NASIHAT LUKMAN HAKIM: "WAHAI ANAKKU, TIADA AMALAN SOLEH TANPA KEYAKINAN DENGAN ALLAH TAALA. SESIAPA YANG MEMPUNYAI KEYAKINAN YANG LEMAH MAKA AMALANNYA JUGA MENJADI CACAT."

Blogger Widgets Blogspot Tutorial

Saturday 3 October 2015

KERJASAMA DI TINGKAT FRONT





Sambungan:
PERSEKONGKOLAN KUFFAR MEMERANGI DAULAH ISLAMIYAH


Sekalipun kerjasama salibis Barat dengan Iran, Suriah, dan Rusia tidak dapat dipungkiri, mereka berusaha untuk melemahkannya secara resmi demi menyembunyikan peran mereka dalam perang Shofawiy melawan Muslimin. Di sini kami memberikan beberapa wawasan mengenai hubungan ini, walaupun perkara tersebut tampak lebih terang daripada matahari di siang bolong.

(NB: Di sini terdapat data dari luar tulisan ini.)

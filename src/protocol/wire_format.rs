//! Wire format encoding and decoding.
//!
//! Every vector travels as a four-state word: two native-endian 32-bit
//! planes, `aval` first.
//!
//! ```text
//! outbound frame (master -> simulator), 24 bytes
//! ┌──────────┬──────────┬──────────┬──────────┬──────────┬──────────┐
//! │ dat.aval │ dat.bval │ adr.aval │ adr.bval │ ctl.aval │ ctl.bval │
//! └──────────┴──────────┴──────────┴──────────┴──────────┴──────────┘
//!
//! inbound frame (simulator -> master), 16 bytes
//! ┌──────────┬──────────┬──────────┬──────────┐
//! │ dat.aval │ dat.bval │ ctl.aval │ ctl.bval │
//! └──────────┴──────────┴──────────┴──────────┘
//!
//! control scalar, 4 bytes (native-endian i32)
//! ```
//!
//! Per cycle the master writes the outbound frame followed by its control
//! scalar and reads the inbound control scalar followed by the inbound frame.

use bytes::{Buf, BufMut};

use super::four_state::FourStateWord;

/// Size of one four-state word on the wire.
pub const WORD_SIZE: usize = 8;

/// Size of an outbound frame (`dat`, `adr`, `ctl`).
pub const OUTBOUND_FRAME_SIZE: usize = 3 * WORD_SIZE;

/// Size of an inbound frame (`dat`, `ctl`).
pub const INBOUND_FRAME_SIZE: usize = 2 * WORD_SIZE;

/// Size of a control scalar.
pub const SCALAR_SIZE: usize = 4;

/// Bit constants for the outbound `ctl` word.
pub mod ctl_out {
    /// Byte-lane enables, bits `[3:0]`.
    pub const SEL_MASK: u32 = 0b0000_1111;
    /// Bit position of the write enable.
    pub const WEN_SHIFT: u32 = 4;
    /// Write enable.
    pub const WEN: u32 = 1 << WEN_SHIFT;
    /// Request valid.
    pub const REQ: u32 = 0b0010_0000;
    /// Ready to accept read data.
    pub const ACK: u32 = 0b0100_0000;
    /// Flags asserted on every request (`req | ack`).
    pub const ENABLE: u32 = REQ | ACK;
    /// Bits driven unknown while the bus is idle.
    pub const IDLE_MASK: u32 = SEL_MASK | WEN;
}

/// Bit constants for the inbound `ctl` word.
pub mod ctl_in {
    /// Bit index of "read data valid".
    pub const REQ_BIT: u32 = 0;
    /// Bit index of "request accepted".
    pub const ACK_BIT: u32 = 1;
}

/// Append a word to a buffer.
#[inline]
pub fn put_word<B: BufMut>(buf: &mut B, word: FourStateWord) {
    let (aval, bval) = word.planes();
    buf.put_u32_ne(aval);
    buf.put_u32_ne(bval);
}

/// Consume a word from a buffer.
///
/// # Panics
///
/// Panics if fewer than `WORD_SIZE` bytes remain.
#[inline]
pub fn get_word<B: Buf>(buf: &mut B) -> FourStateWord {
    let aval = buf.get_u32_ne();
    let bval = buf.get_u32_ne();
    FourStateWord::from_planes(aval, bval)
}
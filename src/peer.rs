//! Simulator-side endpoint.
//!
//! The counterpart of [`BusMaster`](crate::BusMaster): a simulator adapter
//! calls [`SimPort::recv_cycle`] once per clock edge to pick up the
//! master's frame, drives its signals, and answers with
//! [`SimPort::respond`]. A cycle carrying the stop scalar gets no answer.
//!
//! # Example
//!
//! ```ignore
//! use zbus_cosim::peer::SimPort;
//! use zbus_cosim::protocol::{ControlScalar, InboundFrame};
//!
//! let mut port = SimPort::open(&config).await?;
//! while let Some(cycle) = port.recv_cycle().await? {
//!     if cycle.is_stop() {
//!         break;
//!     }
//!     port.respond(ControlScalar::RUN, &InboundFrame::quiet()).await?;
//! }
//! ```

use tokio::io::{AsyncRead, AsyncReadExt, AsyncWrite, AsyncWriteExt};

use crate::error::{CosimError, Result};
use crate::protocol::{
    ControlScalar, FourStateWord, InboundFrame, OutboundFrame, OUTBOUND_FRAME_SIZE, SCALAR_SIZE,
};

/// One clock edge worth of master output.
#[derive(Debug, Clone, Copy, PartialEq, Eq)]
pub struct BusCycle {
    /// Frame the master is driving.
    pub frame: OutboundFrame,
    /// Side-band scalar sent with it.
    pub scalar: ControlScalar,
}

/// A decoded bus request.
#[derive(Debug, Clone, Copy, PartialEq, Eq)]
pub struct BusRequest {
    /// Write (`true`) or read.
    pub wen: bool,
    /// Target address.
    pub addr: u32,
    /// Byte-lane enables.
    pub sel: u8,
    /// Write data as driven (meaningless for reads).
    pub data: FourStateWord,
}

impl BusCycle {
    /// Check if the master asked the simulation to finish.
    #[inline]
    pub fn is_stop(&self) -> bool {
        self.scalar == ControlScalar::STOP
    }

    /// The request carried by this cycle, if the bus is not idle.
    ///
    /// Returns `None` for idle frames and for requests whose address or
    /// control bits are not fully driven.
    pub fn request(&self) -> Option<BusRequest> {
        if !self.frame.is_request() {
            return None;
        }
        Some(BusRequest {
            wen: self.frame.wen()?,
            addr: self.frame.adr.to_u32()?,
            sel: self.frame.sel()?,
            data: self.frame.dat,
        })
    }
}

/// Simulator's ends of the two streams.
#[derive(Debug)]
pub struct SimPort<R, W> {
    input: R,
    output: W,
    cycles: u64,
}

impl<R, W> SimPort<R, W>
where
    R: AsyncRead + Unpin,
    W: AsyncWrite + Unpin,
{
    /// Wrap the stream the master writes to and the one it reads from.
    pub fn new(input: R, output: W) -> Self {
        Self {
            input,
            output,
            cycles: 0,
        }
    }

    /// Number of cycles received so far.
    pub fn cycles(&self) -> u64 {
        self.cycles
    }

    /// Receive the master's frame and scalar for the next clock edge.
    ///
    /// Returns `Ok(None)` if the master closed its output between frames.
    pub async fn recv_cycle(&mut self) -> Result<Option<BusCycle>> {
        let mut frame = [0u8; OUTBOUND_FRAME_SIZE];
        match read_full(&mut self.input, &mut frame).await? {
            0 => return Ok(None),
            n if n < OUTBOUND_FRAME_SIZE => return Err(CosimError::ConnectionClosed),
            _ => {}
        }

        let mut scalar = [0u8; SCALAR_SIZE];
        if read_full(&mut self.input, &mut scalar).await? < SCALAR_SIZE {
            return Err(CosimError::ConnectionClosed);
        }

        let frame = OutboundFrame::decode(&frame)
            .ok_or_else(|| CosimError::Protocol("truncated outbound frame".to_string()))?;
        self.cycles += 1;
        Ok(Some(BusCycle {
            frame,
            scalar: ControlScalar::decode(scalar),
        }))
    }

    /// Answer the current cycle with the reset status and bus reply.
    pub async fn respond(&mut self, reset: ControlScalar, frame: &InboundFrame) -> Result<()> {
        self.output.write_all(&reset.encode()).await?;
        self.output.write_all(&frame.encode()).await?;
        self.output.flush().await?;
        Ok(())
    }

    /// Split back into `(input, output)`.
    pub fn into_parts(self) -> (R, W) {
        (self.input, self.output)
    }
}

#[cfg(unix)]
impl SimPort<tokio::net::unix::pipe::Receiver, tokio::net::unix::pipe::Sender> {
    /// Open the FIFOs named in `config` from the simulator's side.
    pub async fn open(config: &crate::config::SessionConfig) -> Result<Self> {
        let (input, output) =
            crate::transport::open_peer_endpoints(&config.output, &config.input).await?;
        Ok(Self::new(input, output))
    }
}

/// Read until `buf` is full or the stream ends; returns bytes read.
async fn read_full<R: AsyncRead + Unpin>(input: &mut R, buf: &mut [u8]) -> Result<usize> {
    let mut done = 0;
    while done < buf.len() {
        match input.read(&mut buf[done..]).await? {
            0 => break,
            n => done += n,
        }
    }
    Ok(done)
}

#[cfg(test)]
mod tests {
    use super::*;
    use tokio::io::duplex;

    #[tokio::test]
    async fn test_recv_cycle_decodes_request() {
        let (mut master_out, sim_in) = duplex(256);
        let (sim_out, _master_in) = duplex(256);
        let mut port = SimPort::new(sim_in, sim_out);

        let sent = OutboundFrame::request(true, 0x30, 0x3, 0xabcd);
        master_out.write_all(&sent.encode()).await.unwrap();
        master_out.write_all(&ControlScalar::RUN.encode()).await.unwrap();

        let cycle = port.recv_cycle().await.unwrap().unwrap();
        assert!(!cycle.is_stop());
        assert_eq!(
            cycle.request(),
            Some(BusRequest {
                wen: true,
                addr: 0x30,
                sel: 0x3,
                data: FourStateWord::known(0xabcd),
            })
        );
        assert_eq!(port.cycles(), 1);
    }

    #[tokio::test]
    async fn test_idle_cycle_has_no_request() {
        let cycle = BusCycle {
            frame: OutboundFrame::idle(),
            scalar: ControlScalar::STOP,
        };
        assert!(cycle.is_stop());
        assert_eq!(cycle.request(), None);
    }

    #[tokio::test]
    async fn test_recv_cycle_clean_eof() {
        let (master_out, sim_in) = duplex(64);
        let (sim_out, _master_in) = duplex(64);
        drop(master_out);
        let mut port = SimPort::new(sim_in, sim_out);

        assert!(port.recv_cycle().await.unwrap().is_none());
    }

    #[tokio::test]
    async fn test_recv_cycle_eof_mid_frame() {
        let (mut master_out, sim_in) = duplex(64);
        let (sim_out, _master_in) = duplex(64);
        master_out.write_all(&[0u8; 10]).await.unwrap();
        drop(master_out);
        let mut port = SimPort::new(sim_in, sim_out);

        assert!(matches!(
            port.recv_cycle().await,
            Err(CosimError::ConnectionClosed)
        ));
    }

    #[tokio::test]
    async fn test_recv_cycle_eof_before_scalar() {
        let (mut master_out, sim_in) = duplex(64);
        let (sim_out, _master_in) = duplex(64);
        master_out
            .write_all(&OutboundFrame::idle().encode())
            .await
            .unwrap();
        drop(master_out);
        let mut port = SimPort::new(sim_in, sim_out);

        assert!(matches!(
            port.recv_cycle().await,
            Err(CosimError::ConnectionClosed)
        ));
    }

    #[tokio::test]
    async fn test_respond_writes_scalar_then_frame() {
        let (_master_out, sim_in) = duplex(64);
        let (sim_out, mut master_in) = duplex(64);
        let mut port = SimPort::new(sim_in, sim_out);

        let reply = InboundFrame::new(true, false, FourStateWord::known(9));
        port.respond(ControlScalar(1), &reply).await.unwrap();

        let mut raw = [0u8; SCALAR_SIZE + 16];
        master_in.read_exact(&mut raw).await.unwrap();
        assert_eq!(&raw[..SCALAR_SIZE], &1i32.to_ne_bytes());
        assert_eq!(InboundFrame::decode(&raw[SCALAR_SIZE..]), Some(reply));
    }
}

Sebelum operasi 11 September yang berbarokah sekalipun, Amerika telah bekerjasama dengan Iran lewat kerjasama mereka di bawah PBB bernama “Siz Plus Two Group”, yang mana bagian dari makar melawan mujahidin Khurosan. 

Pasca 11 September, kerjasama berkembang menjadi apa yang dikenal dengan nama “Geneva Contact Group” selama pemerintahan salibis George W. Bush. Kerjasama itu mengharuskan Iran menyediakan tenaga intelijen bagi para salibis, membangun hubungan antara para salibis dan kelompok “Aliansi Utara” di Afghanistan dan menangkap mujahidin yang berupaya melewati perbatasan Iran dalam perjalanan mereka ke Kurdistan Iraq atau tujuan lainnya. 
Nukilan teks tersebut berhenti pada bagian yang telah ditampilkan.